Synthesis of novel N1 functionalized diazepinone analogues via a base-mediated C–N cross coupling reaction as reverse transcriptase inhibitors: theoretical and experimental investigations

Abstract

The sodium hydrogen orthophosphate (Na₂HPO₄) base was utilized in a stereospecific C–N coupling reaction to synthesize a novel series of nevirapine analogues in two-step reactions. This base is moisture tolerant, commercially available and makes the protocol cheap and energy efficient, with broad substrate tolerance, leading to the formation of cyclopropyl, cyclobutyl, cyclopentyl and propane-engrafted dipyridodiazepinone derivatives in good yield with a higher atom economy >70%. All the synthesized analogues were examined for reverse transcriptase inhibitory activity and compared with the reference drug nevirapine. Further in silico analysis via molecular docking, molecular simulation, and ADMET studies revealed that compounds 5a and 5b showed prominent inhibitory activity against reverse transcriptase.
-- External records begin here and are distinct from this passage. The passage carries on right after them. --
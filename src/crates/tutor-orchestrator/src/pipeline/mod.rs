//! Request-scoped orchestration pipeline
//!
//! A request moves strictly forward through [`Stage`]s. Any stage may end
//! the request in one of the terminal failure states; dispatch itself never
//! fails because the dispatcher falls back to a mock.

mod orchestrator;

pub use orchestrator::Orchestrator;

use crate::{OrchestratorError, Result};
use serde::{Deserialize, Serialize};
use serde_json::{Map, Value};
use std::fmt;

/// Pipeline states, in execution order, followed by terminal failures
#[derive(Debug, Clone, Copy, PartialEq, Eq, Hash)]
pub enum Stage {
    QueryModel,
    Extract,
    ValidateRaw,
    InferIfMissing,
    ValidateInferred,
    MergeContext,
    ValidateToolScoped,
    Dispatch,
    Done,
    ModelFailed,
    NoJson,
    UnknownTool,
    ValidationFailed,
}

impl Stage {
    pub fn as_str(&self) -> &'static str {
        match self {
            Stage::QueryModel => "QUERY_MODEL",
            Stage::Extract => "EXTRACT",
            Stage::ValidateRaw => "VALIDATE_RAW",
            Stage::InferIfMissing => "INFER_IF_MISSING",
            Stage::ValidateInferred => "VALIDATE_INFERRED",
            Stage::MergeContext => "MERGE_CONTEXT",
            Stage::ValidateToolScoped => "VALIDATE_TOOL_SCOPED",
            Stage::Dispatch => "DISPATCH",
            Stage::Done => "DONE",
            Stage::ModelFailed => "MODEL_FAILED",
            Stage::NoJson => "NO_JSON",
            Stage::UnknownTool => "UNKNOWN_TOOL",
            Stage::ValidationFailed => "VALIDATION_FAILED",
        }
    }
}

impl fmt::Display for Stage {
    fn fmt(&self, f: &mut fmt::Formatter<'_>) -> fmt::Result {
        f.write_str(self.as_str())
    }
}

/// The model's choice of tool and its proposed parameters
#[derive(Debug, Clone, PartialEq, Serialize, Deserialize)]
pub struct ToolDecision {
    pub tool: String,
    pub parameters: Map<String, Value>,
}

impl ToolDecision {
    /// Read a decision out of an extracted object
    ///
    /// `raw` is the model output the object came from, kept for errors.
    pub fn from_object(mut object: Map<String, Value>, raw: &str) -> Result<Self> {
        let tool = match object.remove("tool") {
            Some(Value::String(tool)) => tool,
            Some(other) => {
                return Err(invalid_decision(
                    format!("'tool' must be a string, got {}", other),
                    raw,
                ))
            }
            None => return Err(invalid_decision("missing 'tool' key".to_string(), raw)),
        };

        let parameters = match object.remove("parameters") {
            Some(Value::Object(parameters)) => parameters,
            Some(other) => {
                return Err(invalid_decision(
                    format!("'parameters' must be an object, got {}", other),
                    raw,
                ))
            }
            None => {
                return Err(invalid_decision(
                    "missing 'parameters' key".to_string(),
                    raw,
                ))
            }
        };

        Ok(Self { tool, parameters })
    }
}

fn invalid_decision(reason: String, raw: &str) -> OrchestratorError {
    OrchestratorError::InvalidDecision {
        reason,
        raw: raw.to_string(),
    }
}

/// Outcome of a successful request
#[derive(Debug, Clone, PartialEq, Serialize, Deserialize)]
pub struct OrchestrationResult {
    pub tool: String,
    /// Final parameters, including `user_info` and `chat_history`
    pub parameters: Map<String, Value>,
    /// Tool output, or its mock
    pub result: Value,
}
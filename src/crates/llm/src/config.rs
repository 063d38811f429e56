//! Configuration for the remote model endpoint.

use serde::{Deserialize, Serialize};
use std::fmt;
use std::time::Duration;
use tooling::config::{get_env_or, get_env_parse_or, get_env_secs_or, ConfigBuilder};
use tooling::ToolingError;

/// Default `generateContent` endpoint for Gemini.
pub const DEFAULT_GEMINI_API_URL: &str =
    "https://generativelanguage.googleapis.com/v1beta/models/gemini-2.0-flash:generateContent";

/// Configuration for a remote model provider.
#[derive(Clone, Serialize, Deserialize)]
pub struct RemoteLlmConfig {
    /// API key, sent as the `key` query parameter. May be empty when the
    /// endpoint URL already carries one.
    pub api_key: String,

    /// Full URL of the generation endpoint.
    pub api_url: String,

    /// Wall-clock budget for each attempt.
    #[serde(default = "default_timeout")]
    pub timeout: Duration,

    /// Additional attempts after the first one fails.
    #[serde(default = "default_max_retries")]
    pub max_retries: u32,
}

impl RemoteLlmConfig {
    /// Create a configuration for the given key and endpoint.
    pub fn new(api_key: impl Into<String>, api_url: impl Into<String>) -> Self {
        Self {
            api_key: api_key.into(),
            api_url: api_url.into(),
            timeout: default_timeout(),
            max_retries: default_max_retries(),
        }
    }

    /// Set the per-attempt timeout.
    pub fn with_timeout(mut self, timeout: Duration) -> Self {
        self.timeout = timeout;
        self
    }

    /// Set the number of retries after the first attempt.
    pub fn with_max_retries(mut self, max_retries: u32) -> Self {
        self.max_retries = max_retries;
        self
    }
}

impl Default for RemoteLlmConfig {
    fn default() -> Self {
        Self::new("", DEFAULT_GEMINI_API_URL)
    }
}

impl fmt::Debug for RemoteLlmConfig {
    fn fmt(&self, f: &mut fmt::Formatter<'_>) -> fmt::Result {
        f.debug_struct("RemoteLlmConfig")
            .field("api_key", &if self.api_key.is_empty() { "" } else { "[REDACTED]" })
            .field("api_url", &tooling::logging::sanitize_for_logging(&self.api_url))
            .field("timeout", &self.timeout)
            .field("max_retries", &self.max_retries)
            .finish()
    }
}

impl ConfigBuilder for RemoteLlmConfig {
    fn validate(&self) -> tooling::Result<()> {
        if self.api_url.trim().is_empty() {
            return Err(ToolingError::InvalidConfig(
                "model API URL must not be empty".to_string(),
            ));
        }
        if self.timeout.is_zero() {
            return Err(ToolingError::InvalidConfig(
                "HTTP timeout must be greater than zero".to_string(),
            ));
        }
        Ok(())
    }

    /// Reads `GEMINI_API_KEY`, `GEMINI_API_URL`, `HTTP_TIMEOUT_SECONDS` and
    /// `MAX_RETRIES`, each behind `prefix`.
    fn from_env(prefix: &str) -> tooling::Result<Self> {
        let defaults = Self::default();
        Ok(Self {
            api_key: get_env_or(&format!("{}GEMINI_API_KEY", prefix), "")?,
            api_url: get_env_or(&format!("{}GEMINI_API_URL", prefix), defaults.api_url)?,
            timeout: get_env_secs_or(
                &format!("{}HTTP_TIMEOUT_SECONDS", prefix),
                defaults.timeout.as_secs(),
            )?,
            max_retries: get_env_parse_or(
                &format!("{}MAX_RETRIES", prefix),
                defaults.max_retries,
            )?,
        })
    }
}

fn default_timeout() -> Duration {
    Duration::from_secs(20)
}

fn default_max_retries() -> u32 {
    2
}
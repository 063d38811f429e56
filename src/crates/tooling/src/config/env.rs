//! Environment variable loading utilities

use crate::{Result, ToolingError};
use std::env;
use std::str::FromStr;
use std::time::Duration;

/// Load an environment variable as a string
///
/// # Returns
///
/// * `Ok(Some(value))` if variable exists (possibly empty)
/// * `Ok(None)` if variable doesn't exist
/// * `Err` if variable exists but has invalid UTF-8
pub fn get_env(key: &str) -> Result<Option<String>> {
    match env::var(key) {
        Ok(val) => Ok(Some(val)),
        Err(env::VarError::NotPresent) => Ok(None),
        Err(env::VarError::NotUnicode(_)) => Err(ToolingError::InvalidConfig(format!(
            "Environment variable {} contains invalid UTF-8",
            key
        ))),
    }
}

/// Load and parse an environment variable
///
/// Surrounding whitespace is trimmed before parsing.
///
/// ```rust,ignore
/// let retries: Option<u32> = get_env_parse("MAX_RETRIES")?;
/// ```
pub fn get_env_parse<T>(key: &str) -> Result<Option<T>>
where
    T: FromStr,
    T::Err: std::fmt::Display,
{
    match get_env(key)? {
        Some(val) => {
            let parsed = val.trim().parse::<T>().map_err(|e| {
                ToolingError::InvalidConfig(format!(
                    "Failed to parse environment variable {}={:?}: {}",
                    key, val, e
                ))
            })?;
            Ok(Some(parsed))
        }
        None => Ok(None),
    }
}

/// Load an environment variable with a default value
pub fn get_env_or(key: &str, default: impl Into<String>) -> Result<String> {
    Ok(get_env(key)?.unwrap_or_else(|| default.into()))
}

/// Load and parse an environment variable with a default value
///
/// A value that is present but unparseable is an error, not the default.
pub fn get_env_parse_or<T>(key: &str, default: T) -> Result<T>
where
    T: FromStr,
    T::Err: std::fmt::Display,
{
    Ok(get_env_parse(key)?.unwrap_or(default))
}

/// Load a whole number of seconds as a `Duration`
pub fn get_env_secs_or(key: &str, default_secs: u64) -> Result<Duration> {
    get_env_parse_or(key, default_secs).map(Duration::from_secs)
}
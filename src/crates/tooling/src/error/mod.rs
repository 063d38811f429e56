//! Error chain helpers
//!
//! `reqwest` and friends nest the interesting part of a failure (connection
//! refused, timed out, bad status) several `source()` levels deep. These
//! helpers flatten a chain for log lines and API error details.
//!
//! ```rust,ignore
//! use tooling::error::inline_error_chain;
//!
//! if let Err(e) = client.post(url).send().await {
//!     tracing::warn!("call failed: {}", inline_error_chain(&e));
//! }
//! ```

use std::error::Error as StdError;

/// Format an error chain as a multi-line string
///
/// Each `source()` is printed on its own line, indented one step deeper
/// than its parent.
pub fn format_error_chain(error: &dyn StdError) -> String {
    let mut result = format!("Error: {}", error);
    let mut current = error.source();
    let mut level = 1;

    while let Some(source) = current {
        result.push_str(&format!(
            "\n{:indent$}Caused by: {}",
            "",
            source,
            indent = level * 2
        ));
        current = source.source();
        level += 1;
    }

    result
}

/// Format an error chain on a single line, outermost first
///
/// Messages already contained in their parent's message are skipped, since
/// `thiserror` wrappers often repeat the source text verbatim.
pub fn inline_error_chain(error: &dyn StdError) -> String {
    let mut result = error.to_string();
    let mut current = error.source();

    while let Some(source) = current {
        let text = source.to_string();
        if !result.contains(&text) {
            result.push_str(": ");
            result.push_str(&text);
        }
        current = source.source();
    }

    result
}
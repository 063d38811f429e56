use axum::{extract::State, Json};
use tracing::info;

use crate::api::error::ApiResult;
use crate::api::models::{OrchestrateRequest, OrchestrateResponse};
use crate::api::routes::AppState;

/// Handler for POST /orchestrate/
///
/// Looks up the caller's profile and runs the pipeline. Any pipeline
/// failure becomes a 500 with a `detail` message.
pub async fn orchestrate(
    State(state): State<AppState>,
    Json(request): Json<OrchestrateRequest>,
) -> ApiResult<Json<OrchestrateResponse>> {
    info!(
        user_id = %request.user_id,
        history_len = request.chat_history.len(),
        "Orchestration request"
    );

    let context = state.profiles.user_context(&request.user_id);
    let result = state
        .orchestrator
        .orchestrate(&request.message, &request.chat_history, &context)
        .await?;

    Ok(Json(OrchestrateResponse::new(result)))
}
Additionally, isothermal titration calorimetry experiments were performed to determine the thermodynamic parameters of the interaction between nevirapine analogues and human serum albumin. The binding affinity of 5b in the order of 10² indicates that the synthesized analogues can be easily carried out into the bloodstream. These findings demonstrate that nevirapine analogous are promising reverse transcriptase inhibitors for the therapeutic treatment of HIV infection, offering a new avenue for the less toxic and more effective development of anti-retroviral drugs.